Coca Cola is a type of soft drink which was first sold at a drug store because of it’s alleged medicinal value. Then, pharmacists served it up in different flavours of carbonated water. It became so popular that buyers wanted to buy them in bottles and take them home. This, fellow soft drinks lover, was the beginning of the soft drinks industry.

Inside the Factory

Even though the plastic bottles are made newly from the factories, the soft drink plants still cleans them by turning them upside down and flushing the insides of the bottles with filtered water made on site. To drain, the bottles are turned right side up.

In the mixing room, production begins with the first recipe – filtered water – which makes up 86% of the drink , and the rest 14% being syrup. Each syrup recipe is a combination of carefully measured ingredients – natural and artificial colouring and flavouring – and several types of sugar, one of which is fructose – extracted from beets, corn or sugar cane. This machine mixes and releases the right proportion of syrup to filtered water and the final outcome is what you get in the bottles, well, minus the bubbles.

How Do The Bubbles Come In?

This syrup+water combination is then passed  into a pressurised tank called a carbonator, where an injection of carbon dioxide infuses the drink with gas bubbles which gives it that refreshing taste. The carbonated soft drink now travels to the reservoir of the bottling machine on a conveyor belt, which removes air from each bottle and fills it with cola.

The filled bottle moves on to the capping machine, where the caps are released down a chute by filtered air, then the machine twists the cap onto the part of the bottle called the crimp (the narrow opening at the neck of the bottle), and intertwines the cap and the threads of the crimp (those raised, circular grooves at the neck of the bottle) tightly to hermetically seal the bottle ( to seal so tightly that no air can enter or escape)

Everything is All About Labels!

The bottles then move on to the labelling machine, which applies cold glue to one metal plate after another, this plate then grabs a label, and applies it to the bottle. The smooth edges of the label are then brushed down against the bottles to ensure that they stick well.

What About Glass Bottles?

Elsewhere in the factory, a machine called the encaser unloads cases of refillable glass bottles that have come back to the factory, and the cases are passed on to the case washing machine. The dirty bottles head toward the bottle washing machine, where devices called cells line them up in rows of 16. Each bottle tilts and enters the machine neck first, while a combination of powerful water jet and soap removes dirt and germs, and another round of water jet rinses off any trace of soap.

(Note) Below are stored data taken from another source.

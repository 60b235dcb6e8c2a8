//! Database pool with split reader/writer connections in WAL mode.
//!
//! SQLite allows only one writer at a time. This module provides a `DatabasePool`
//! with a multi-connection reader pool for concurrent reads and a single-connection
//! writer pool for serialized writes. Both use WAL journal mode and enforce foreign keys.

use sqlx::sqlite::{SqliteConnectOptions, SqliteJournalMode, SqlitePool, SqlitePoolOptions};
use std::str::FromStr;

/// Split read/write pool for SQLite with WAL mode.
///
/// - `reader`: Multi-connection pool (up to 8) for concurrent SELECT queries.
/// - `writer`: Single-connection pool for serialized INSERT/UPDATE/DELETE.
#[derive(Clone)]
pub struct DatabasePool {
    pub reader: SqlitePool,
    pub writer: SqlitePool,
}

impl DatabasePool {
    /// Create a new DatabasePool with split reader/writer connections.
    ///
    /// Runs migrations automatically on the writer pool.
    /// Both pools use WAL journal mode, foreign key enforcement, and 5-second busy timeout.
    pub async fn new(database_url: &str) -> Result<Self, sqlx::Error> {
        let base_opts = SqliteConnectOptions::from_str(database_url)?
            .journal_mode(SqliteJournalMode::Wal)
            .foreign_keys(true)
            .busy_timeout(std::time::Duration::from_secs(5))
            .create_if_missing(true);

        let read_opts = base_opts.clone().read_only(true);
        let write_opts = base_opts;

        let writer = SqlitePoolOptions::new()
            .max_connections(1)
            .connect_with(write_opts)
            .await?;

        // Run migrations on writer before opening reader pool
        sqlx::migrate!("../../migrations")
            .run(&writer)
            .await?;

        let reader = SqlitePoolOptions::new()
            .max_connections(8)
            .connect_with(read_opts)
            .await?;

        Ok(Self { reader, writer })
    }
}

#[cfg(test)]
mod tests {
    use super::*;

    #[tokio::test]
    async fn test_pool_creates_artifacts_table() {
        let dir = tempfile::tempdir().unwrap();
        let db_path = dir.path().join("test.db");
        let url = format!("sqlite://{}?mode=rwc", db_path.display());

        let pool = DatabasePool::new(&url).await.unwrap();

        let tables: Vec<(String,)> = sqlx::query_as(
            "SELECT name FROM sqlite_master WHERE type='table' AND name NOT LIKE 'sqlite_%' AND name != '_sqlx_migrations' ORDER BY name",
        )
        .fetch_all(&pool.reader)
        .await
        .unwrap();

        let table_names: Vec<&str> = tables.iter().map(|t| t.0.as_str()).collect();
        assert!(table_names.contains(&"artifacts"), "artifacts table missing");
    }

    #[tokio::test]
    async fn test_pool_wal_mode() {
        let dir = tempfile::tempdir().unwrap();
        let db_path = dir.path().join("test_wal.db");
        let url = format!("sqlite://{}?mode=rwc", db_path.display());

        let pool = DatabasePool::new(&url).await.unwrap();

        let result: (String,) =
            sqlx::query_as("PRAGMA journal_mode")
                .fetch_one(&pool.writer)
                .await
                .unwrap();

        assert_eq!(result.0.to_lowercase(), "wal");
    }

    #[tokio::test]
    async fn test_reader_pool_rejects_writes() {
        let dir = tempfile::tempdir().unwrap();
        let db_path = dir.path().join("test_ro.db");
        let url = format!("sqlite://{}?mode=rwc", db_path.display());

        let pool = DatabasePool::new(&url).await.unwrap();

        let result = sqlx::query(
            "INSERT INTO artifacts (execution_id, node_id, action_index, inputs, processing, outputs, forwarding, created_at)
             VALUES ('e', 'n', 0, '{}', '{}', '{}', '{}', '2026-01-01T00:00:00Z')",
        )
        .execute(&pool.reader)
        .await;

        assert!(result.is_err(), "read-only pool should reject INSERT");
    }
}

From there, they pass in front of a neon inspection light and workers pull any problem bottle off the line while the good ones head over to the bottling machine and are filled with soft drink as detailed earlier. But these glass bottles, unlike the plastic bottles have old-fashioned bottle caps (also known as crowns), and as each cap drops onto the bottle, the machine twists it tight, creating an air-tight seal.

Is It Good Enough For Consumption?

The factory ensures that it is by taking a sample from each production run for quality control testing . The technician checks such things as the dilution ratio of syrup to water, the carbonation level, and the air-tight seal. They also analyse the purity of the drinking container, and run the sample through a filter paper. This is put in a petri dish containing the nutrients needed to grow micro-organisms, and incubated at a precise temperature to observe if any bacteria will grow.

Once this has been done, and all quality control assessments are satisfied, they are passed on to shipping cases where they are stored for distribution until it finally gets to you whether bought at a shop or in traffic.